→ **REQUIREMENT**
Every line of the data that contains the string "home" must be copied.

Stored data entries
——
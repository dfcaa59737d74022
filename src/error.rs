use std::any::Any;

use axum::{
    extract::rejection::FormRejection,
    http::StatusCode,
    response::{IntoResponse, Response},
    Json,
};
use serde_json::json;
use thiserror::Error;
use tracing::error;

/// Everything a handler can fail with besides form validation.
#[derive(Debug, Error)]
pub enum AppError {
    #[error("{0}")]
    Form(#[from] FormRejection),
    #[error("session encoding failed: {0}")]
    Session(#[from] jsonwebtoken::errors::Error),
    #[error("Not Found")]
    NotFound,
    #[error(transparent)]
    Internal(#[from] anyhow::Error),
}

impl AppError {
    pub fn status(&self) -> StatusCode {
        match self {
            AppError::Form(rejection) => rejection.status(),
            AppError::NotFound => StatusCode::NOT_FOUND,
            _ => StatusCode::INTERNAL_SERVER_ERROR,
        }
    }
}

fn message_response(status: StatusCode, message: String) -> Response {
    (status, Json(json!({ "message": message }))).into_response()
}

impl IntoResponse for AppError {
    fn into_response(self) -> Response {
        let status = self.status();
        if status.is_server_error() {
            error!(error = %self, "request failed");
        }
        message_response(status, self.to_string())
    }
}

/// Turns a handler panic into the same JSON body as [`AppError`].
pub fn panic_response(panic: Box<dyn Any + Send + 'static>) -> Response {
    let message = if let Some(s) = panic.downcast_ref::<String>() {
        s.clone()
    } else if let Some(s) = panic.downcast_ref::<&str>() {
        s.to_string()
    } else {
        "handler panicked".to_string()
    };
    error!(panic = %message, "request panicked");
    message_response(StatusCode::INTERNAL_SERVER_ERROR, message)
}

pub async fn not_found() -> AppError {
    AppError::NotFound
}
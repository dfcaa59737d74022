//! Site content pages with their access rules.

use axum::{response::Html, routing::get, Router};

use crate::{
    auth::{Admin, RequireAuth, RequireRole},
    session::Session,
    state::AppState,
    views,
};

pub fn router() -> Router<AppState> {
    Router::new()
        .route("/", get(home))
        .route("/pagepublic", get(page_public))
        .route("/pageauthonly", get(page_auth_only))
        .route("/pageadminonly", get(page_admin_only))
        .route("/health", get(|| async { "ok" }))
}

async fn home(session: Session) -> Html<String> {
    Html(views::home(session.user()))
}

async fn page_public(session: Session) -> Html<String> {
    Html(views::page_public(session.user()))
}

async fn page_auth_only(RequireAuth(user): RequireAuth) -> Html<String> {
    Html(views::page_auth_only(Some(&user)))
}

async fn page_admin_only(admin: RequireRole<Admin>) -> Html<String> {
    Html(views::page_admin_only(Some(admin.user())))
}
use axum::{extract::State, response::Html, routing::get, Form, Router};
use axum_extra::extract::WithRejection;
use tracing::{info, instrument, warn};

use crate::{
    auth::{Admin, RequireRole},
    error::AppError,
    forms::{FormErrors, RoleForm},
    state::AppState,
    users::RoleUpdate,
    views,
};

pub fn role_routes() -> Router<AppState> {
    Router::new().route("/roles", get(roles_page).post(update_roles))
}

#[instrument(skip_all)]
pub async fn roles_page(
    State(state): State<AppState>,
    admin: RequireRole<Admin>,
) -> Result<Html<String>, AppError> {
    let users = state.users.list().await?;
    Ok(Html(views::roles(
        &RoleForm::default(),
        &FormErrors::default(),
        &[],
        &users,
        Some(admin.user()),
    )))
}

#[instrument(skip_all)]
pub async fn update_roles(
    State(state): State<AppState>,
    admin: RequireRole<Admin>,
    WithRejection(Form(form), _): WithRejection<Form<RoleForm>, AppError>,
) -> Result<Html<String>, AppError> {
    let form = form.normalize();
    let mut errors = form.validate();
    let mut messages = Vec::new();

    if errors.is_empty() {
        apply_role_changes(&state, &form, &admin.user().username, &mut errors, &mut messages)
            .await?;
    }

    let users = state.users.list().await?;
    Ok(Html(views::roles(
        &form,
        &errors,
        &messages,
        &users,
        Some(admin.user()),
    )))
}

async fn apply_role_changes(
    state: &AppState,
    form: &RoleForm,
    actor: &str,
    errors: &mut FormErrors,
    messages: &mut Vec<String>,
) -> Result<(), AppError> {
    let target = &form.username;
    if state.users.find_by_username(target).await?.is_none() {
        errors.add("username", "User does not exist.");
        return Ok(());
    }

    if !form.addrole.is_empty() {
        match state.users.add_role(target, &form.addrole).await? {
            RoleUpdate::Updated(roles) => {
                info!(actor, username = %target, role = %form.addrole, ?roles, "role added");
                messages.push(format!("Added: {} for: {}", form.addrole, target));
            }
            RoleUpdate::Unchanged => errors.add("addrole", "User already has this role."),
            RoleUpdate::NoSuchUser => errors.add("username", "User does not exist."),
        }
    }

    if !form.remrole.is_empty() {
        match state.users.remove_role(target, &form.remrole).await? {
            RoleUpdate::Updated(roles) => {
                info!(actor, username = %target, role = %form.remrole, ?roles, "role removed");
                messages.push(format!("Removed: {} for: {}", form.remrole, target));
            }
            RoleUpdate::Unchanged => {
                warn!(username = %target, role = %form.remrole, "role not held by user");
                errors.add("remrole", "Role does not exist for this user.");
            }
            RoleUpdate::NoSuchUser => errors.add("username", "User does not exist."),
        }
    }

    Ok(())
}
pub mod app;
pub mod auth;
pub mod config;
pub mod db;
pub mod error;
pub mod forms;
pub mod logging;
pub mod pages;
pub mod roles;
pub mod session;
pub mod state;
pub mod users;
pub mod views;
//! The one-shot registration hook. The build toolchain's generated
//! registration lands here; the engine binary calls it exactly once at
//! startup and then freezes the registry.

use crate::policy::registry::{Error, Registry};
use crate::policy::{apikey, jwt, ratelimit, regex_guardrail, transform};

pub fn register_builtin(registry: &Registry) -> Result<(), Error> {
	registry.register(jwt::definition(), jwt::factory)?;
	registry.register(apikey::definition(), apikey::factory)?;
	registry.register(regex_guardrail::definition(), regex_guardrail::factory)?;
	registry.register(ratelimit::definition(), ratelimit::factory)?;
	registry.register(transform::definition(), transform::factory)?;
	Ok(())
}

#[cfg(test)]
mod tests {
	use super::*;

	#[test]
	fn all_builtins_register_once() {
		let registry = Registry::new();
		register_builtin(&registry).unwrap();
		assert_eq!(registry.len(), 5);
		assert!(registry.definition(jwt::NAME, jwt::VERSION).is_some());
		assert!(
			registry
				.definition(regex_guardrail::NAME, regex_guardrail::VERSION)
				.is_some()
		);
		// A second registration is a duplicate, not a silent overwrite.
		assert!(register_builtin(&registry).is_err());
	}
}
——
→ **EXPECTED OUTPUT**
        .route("/", get(home))
async fn home(session: Session) -> Html<String> {
    Html(views::home(session.user()))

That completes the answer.